2) Sur la prise d’acte de rupture du contrat de travail

2.1)Le harcèlement moral dont a été victime la salariée justifie que la prise d’acte de la rupture produit les effets d’un licenciement nul.

Le Conseil de prud’hommes de Paris, le 14 janvier 2021 (n° RG F 17/07435), statuant en départage, rappelle que les manquements par l’employeur à ses obligations, dès lors qu’ils sont suffisamment graves et récents pour empêcher le maintien du contrat de travail, justifient la prise d’acte par le salarié de la rupture de son contrat, aux torts de l’employeur. 

Cette rupture s’analyse alors en un licenciement sans cause réelle et sérieuse, le cas échéant en un licenciement nul, si la rupture intervient en raison des faits de harcèlement moral dont le salarié aurait été victime.

La preuve des manquements reprochés à l’employeur doit être rapportée par le salarié.

Le juge prud’homal rappelle également les dispositions légales applicables.

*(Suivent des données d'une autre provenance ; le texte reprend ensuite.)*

/*
 *  display/session.rs
 *
 *  lcdticker - stock forecasts on a character LCD
 *  (c) 2020-26 Stuart Hunter
 *
 *  Session facade over a character display
 *
 *  This program is free software: you can redistribute it and/or modify
 *  it under the terms of the GNU General Public License as published by
 *  the Free Software Foundation, either version 3 of the License, or
 *  (at your option) any later version.
 *
 *  This program is distributed in the hope that it will be useful,
 *  but WITHOUT ANY WARRANTY; without even the implied warranty of
 *  MERCHANTABILITY or FITNESS FOR A PARTICULAR PURPOSE.  See the
 *  GNU General Public License for more details.
 *
 *  See <http://www.gnu.org/licenses/> to get a copy of the GNU General
 *  Public License.
 *
 */

use lcdticker_driver_hd44780::GlyphSet;
use log::{debug, info, warn};

use crate::display::error::DisplayError;
use crate::display::factory::BoxedDisplay;
use crate::display::traits::DisplayCapabilities;
use crate::forecast::{Forecast, ForecastError};

pub const MESSAGE_RECEIVED: &str = "Message Received";
pub const FORECAST_FAILED: &str = "Forecast failed";
pub const PENDING: &str = "...";

/// Everything the rest of the program may do to the panel.
///
/// Owns the driver outright; a single task holds the session and all
/// display traffic is funnelled through it.
pub struct DisplaySession {
    display: BoxedDisplay,
    glyphs: GlyphSet,
}

impl DisplaySession {
    pub fn new(display: BoxedDisplay) -> Self {
        Self { display, glyphs: GlyphSet::default() }
    }

    /// Initialize the panel, program the glyph slots and blank it.
    pub fn start(&mut self, glyphs: &GlyphSet) -> Result<(), DisplayError> {
        self.glyphs = glyphs.clone();
        self.display.init()?;
        if self.display.capabilities().custom_glyphs == 0 {
            debug!("Display has no glyph memory");
        } else {
            match self.display.load_glyphs(glyphs) {
                Ok(()) => debug!("Glyph slots loaded"),
                Err(DisplayError::UnsupportedOperation) => debug!("Display has no glyph memory"),
                Err(e) => return Err(e),
            }
        }
        // glyph load leaves the address counter in CGRAM; clear re-homes it
        self.display.clear()?;
        let (columns, lines) = self.display.dimensions();
        info!("Display session started ({}x{})", columns, lines);
        Ok(())
    }

    /// Run `start` again with the glyphs it was last given.
    pub fn restart(&mut self) -> Result<(), DisplayError> {
        info!("Re-initializing display");
        let glyphs = self.glyphs.clone();
        self.start(&glyphs)
    }

    pub fn capabilities(&self) -> &DisplayCapabilities {
        self.display.capabilities()
    }

    pub fn write_line(&mut self, line: u8, text: &str) -> Result<(), DisplayError> {
        self.display.write_line(line, text)
    }

    /// Line write honouring `{0xHH}` raw character escapes
    pub fn write_extended_line(&mut self, line: u8, text: &str) -> Result<(), DisplayError> {
        self.display.write_extended_line(line, text)
    }

    pub fn clear(&mut self) -> Result<(), DisplayError> {
        self.display.clear()
    }

    /// Clear, then write `lines` top down.
    ///
    /// On a one-line panel the entries are joined with a space.
    pub fn show(&mut self, lines: &[&str]) -> Result<(), DisplayError> {
        self.display.clear()?;
        let available = self.display.capabilities().lines as usize;
        if available == 1 && lines.len() > 1 {
            return self.display.write_line(1, &lines.join(" "));
        }
        for (i, text) in lines.iter().take(available).enumerate() {
            self.display.write_line(i as u8 + 1, text)?;
        }
        Ok(())
    }

    pub fn backlight(&self) -> bool {
        self.display.backlight()
    }

    fn set_backlight(&mut self, on: bool) -> Result<(), DisplayError> {
        if !self.display.capabilities().supports_backlight {
            return Err(DisplayError::UnsupportedOperation);
        }
        self.display.set_backlight(on)
    }

    pub fn backlight_on(&mut self) -> Result<(), DisplayError> {
        self.set_backlight(true)
    }

    pub fn backlight_off(&mut self) -> Result<(), DisplayError> {
        self.set_backlight(false)
    }

    /// Flip the backlight, returning the new state.
    pub fn toggle_backlight(&mut self) -> Result<bool, DisplayError> {
        let on = !self.display.backlight();
        self.set_backlight(on)?;
        Ok(on)
    }

    /// Echo a received token before acting on it.
    pub fn acknowledge(&mut self, token: &str) -> Result<(), DisplayError> {
        self.show(&[MESSAGE_RECEIVED, token])
    }

    /// Ticker on line 1 while its score is being fetched.
    pub fn show_pending(&mut self, ticker: &str) -> Result<(), DisplayError> {
        self.show(&[ticker, PENDING])
    }

    /// Ticker on line 1, score or "Not Found!" on line 2.
    pub fn show_forecast(
        &mut self,
        ticker: &str,
        forecast: &Result<Forecast, ForecastError>,
    ) -> Result<(), DisplayError> {
        let text = match forecast {
            Ok(f) => f.to_string(),
            Err(e) => {
                warn!("Forecast for {} failed: {}", ticker, e);
                FORECAST_FAILED.to_string()
            }
        };
        self.show(&[ticker, &text])
    }

    /// Blank the panel and switch the backlight off.
    ///
    /// Both steps are attempted; the first error is returned.
    pub fn shutdown(&mut self) -> Result<(), DisplayError> {
        info!("Display session shutting down");
        let cleared = self.display.clear();
        if !self.display.capabilities().supports_backlight {
            return cleared;
        }
        let dark = self.display.set_backlight(false);
        cleared.and(dark)
    }
}

#[cfg(test)]
mod tests {
    use super::*;
    use crate::display::drivers::mock::MockDriver;

    fn bare_panel() -> MockDriver {
        MockDriver::with_capabilities(DisplayCapabilities {
            lines: 2,
            columns: 16,
            custom_glyphs: 0,
            supports_backlight: false,
        })
    }

    fn session(lines: u8, columns: u8) -> (DisplaySession, MockDriver) {
        let mock = MockDriver::new(lines, columns);
        (DisplaySession::new(Box::new(mock.clone())), mock)
    }

    #[test]
    fn test_start_inits_loads_and_clears() {
        let (mut s, mock) = session(2, 16);
        s.start(&GlyphSet::default()).unwrap();
        let state = mock.state();
        let state = state.lock().unwrap();
        assert_eq!(state.init_count, 1);
        assert_eq!(state.glyph_loads, 1);
        assert_eq!(state.clear_count, 1);
    }

    #[test]
    fn test_restart_reloads_last_glyphs() {
        let (mut s, mock) = session(2, 16);
        s.start(&GlyphSet::default()).unwrap();
        s.write_line(1, "AAPL").unwrap();
        s.restart().unwrap();
        let state = mock.state();
        let state = state.lock().unwrap();
        assert_eq!(state.init_count, 2);
        assert_eq!(state.glyph_loads, 2);
        assert!(state.lines[0].is_empty());
    }

    #[test]
    fn test_panel_without_glyphs_or_backlight() {
        let mock = bare_panel();
        let mut s = DisplaySession::new(Box::new(mock.clone()));
        s.start(&GlyphSet::default()).unwrap();
        assert_eq!(mock.state().lock().unwrap().glyph_loads, 0);

        assert!(matches!(s.backlight_off(), Err(DisplayError::UnsupportedOperation)));
        assert!(matches!(s.toggle_backlight(), Err(DisplayError::UnsupportedOperation)));
        s.write_line(1, "AAPL").unwrap();
        s.shutdown().unwrap();
        assert_eq!(mock.line(1), "");
        assert!(mock.state().lock().unwrap().backlight);
    }

    #[test]
    fn test_start_reports_init_failure() {
        let (mut s, mock) = session(2, 16);
        mock.state().lock().unwrap().simulate_init_failure = true;
        assert!(matches!(
            s.start(&GlyphSet::default()),
            Err(DisplayError::InitializationFailed(_))
        ));
    }

    #[test]
    fn test_forecast_rendering() {
        let (mut s, mock) = session(2, 16);
        s.start(&GlyphSet::default()).unwrap();

        s.show_forecast("AAPL", &Ok(Forecast::Score(72.0))).unwrap();
        assert_eq!(mock.line(1), "AAPL");
        assert_eq!(mock.line(2), "72");

        s.show_forecast("ZZZZ", &Ok(Forecast::NotFound)).unwrap();
        assert_eq!(mock.line(1), "ZZZZ");
        assert_eq!(mock.line(2), "Not Found!");

        s.show_forecast("AAPL", &Err(ForecastError::Unconfigured)).unwrap();
        assert_eq!(mock.line(2), FORECAST_FAILED);
    }

    #[test]
    fn test_pending_and_acknowledge() {
        let (mut s, mock) = session(2, 16);
        s.start(&GlyphSet::default()).unwrap();

        s.acknowledge("NVDA").unwrap();
        assert_eq!(mock.line(1), MESSAGE_RECEIVED);
        assert_eq!(mock.line(2), "NVDA");

        s.show_pending("NVDA").unwrap();
        assert_eq!(mock.line(2), PENDING);
    }

    #[test]
    fn test_show_on_one_line_panel() {
        let (mut s, mock) = session(1, 16);
        s.start(&GlyphSet::default()).unwrap();
        s.show_forecast("AAPL", &Ok(Forecast::Score(72.0))).unwrap();
        assert_eq!(mock.line(1), "AAPL 72");
    }

    #[test]
    fn test_backlight_controls() {
        let (mut s, _mock) = session(2, 16);
        s.start(&GlyphSet::default()).unwrap();
        assert!(s.backlight());
        assert!(!s.toggle_backlight().unwrap());
        assert!(!s.backlight());
        s.backlight_on().unwrap();
        assert!(s.backlight());
        s.backlight_off().unwrap();
        assert!(!s.backlight());
    }

    #[test]
    fn test_shutdown_clears_and_darkens() {
        let (mut s, mock) = session(2, 16);
        s.start(&GlyphSet::default()).unwrap();
        s.write_line(1, "AAPL").unwrap();
        s.shutdown().unwrap();
        assert_eq!(mock.line(1), "");
        assert!(!mock.state().lock().unwrap().backlight);
    }

    #[test]
    fn test_write_errors_surface() {
        let (mut s, mock) = session(2, 16);
        s.start(&GlyphSet::default()).unwrap();
        mock.state().lock().unwrap().simulate_write_failure = true;
        assert!(s.write_line(1, "AAPL").is_err());
        assert!(matches!(s.write_line(3, "x"), Err(DisplayError::InvalidLine { .. })));
    }
}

Aux termes des dispositions de l’article L.1152-1 du Code du travail, aucun salarié ne doit subir les agissements répétés de harcèlement moral qui ont pour objet ou pour effet une dégradation de ses conditions de travail susceptible de porter atteinte à ses droits et à sa dignité, d'altérer sa santé physique ou mentale ou de compromettre son avenir professionnel.

L’article L. 1154-1 du Code du travail précise que, lorsque survient un litige relatif à l'application des dispositions précitées, le salarié établit des faits qui permettent de présumer l’existence d’un harcèlement. 

Au vu de ces éléments, il incombe à la partie défenderesse de prouver que ces agissements ne sont pas constitutifs d’un tel harcèlement et que sa décision est justifiée par des éléments objectifs étrangers à tout harcèlement.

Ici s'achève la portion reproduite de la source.